Relevant inter-landmark segments. The correlation matrix elements Cij involving vertical and horizontal landmark coordinates, \(\langle {x}_{\alpha (i)}{y}_{\alpha (j)}\rangle \) can be understood geometrically as a statistical invariance of the value of some inter-landmark segment slopes (dashed lines) with respect to their average value (represented in the figure). The sign of oblique Cij’s coincide with that of the slope of the inter-landmark lines \((\langle {y}_{\alpha (i)}\rangle -\langle {y}_{\alpha (j)}\rangle )/(\langle {x}_{\alpha (i)}\rangle -\langle {x}_{\alpha (j)}\rangle )\). For instance, the most correlated horizontal-vertical landmarks are 〈x12y9〉, exhibiting a positive sign (c.f. Supplementary Table S4): indeed, for lower nose endpoints (which correspond to a positive fluctuation y9 > 〈y9〉), the 9–12 angle can be restored only by increasing the x12-coordinate, x12 > 〈x12〉.

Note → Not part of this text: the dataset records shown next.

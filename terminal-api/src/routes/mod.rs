//! API route definitions

mod entities;
mod health;

use axum::Router;
use crate::AppState;

/// Create all API routes
pub fn api_routes() -> Router<AppState> {
    Router::new()
        .merge(entities::routes())
        .merge(health::routes())
}
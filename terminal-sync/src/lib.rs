//! Real-time sync engine for the trading terminal
//!
//! Keeps a normalized store of instruments, positions and deal tickets in
//! step with a streaming feed. Many consumers share a handful of wire
//! subscriptions, sequence gaps are repaired with resyncs, local writes are
//! applied optimistically and rolled back on rejection or timeout, and a
//! flash engine turns value changes into short-lived cell highlights.

pub mod backoff;
pub mod clock;
pub mod config;
pub mod connection;
pub mod engine;
pub mod error;
pub mod flash;
pub mod inbound;
pub mod multiplexer;
pub mod sequencer;
pub mod snapshot;
pub mod store;

pub use backoff::BackoffPolicy;
pub use clock::{Clock, ManualClock, SystemClock};
pub use config::{ConfigError, SyncConfig};
pub use connection::{ConnectionAction, ConnectionManager, Credentials, Endpoint, TopicHandle};
pub use engine::{
    Effect, EngineStatus, SyncCore, SyncEngine, SyncEvent, SyncHandle, TopicStatus, Transport,
    TransportEvent, TransportLink, TransportSink, WsTransport,
};
pub use error::{SyncError, SyncResult};
pub use flash::{CellKey, FlashDirection, FlashEngine, FlashState};
pub use inbound::{InboundChannel, InboundFrame, InboundQueue};
pub use multiplexer::{Multiplexer, Subscription};
pub use sequencer::{DeltaDecision, Sequencer};
pub use snapshot::{EntitySnapshot, RestSnapshotClient, SnapshotError, SnapshotSource};
pub use store::{
    Mutation, MutationOutcome, NormalizedStore, PendingMutation, Query, Revert, Selection, Selector,
};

These findings indicate that, for a meaningful inference of the perceived attractiveness in face-space, one should consider the impact of at least linear combinations of facial coordinates, rather than the impact of single facial coordinates. The intrinsic complexity of attractiveness perception cannot be satisfactorily inferred through a simple regression of facial datasets using a sum of functions of single facial coordinates (see also Supplementary Section S14 and43).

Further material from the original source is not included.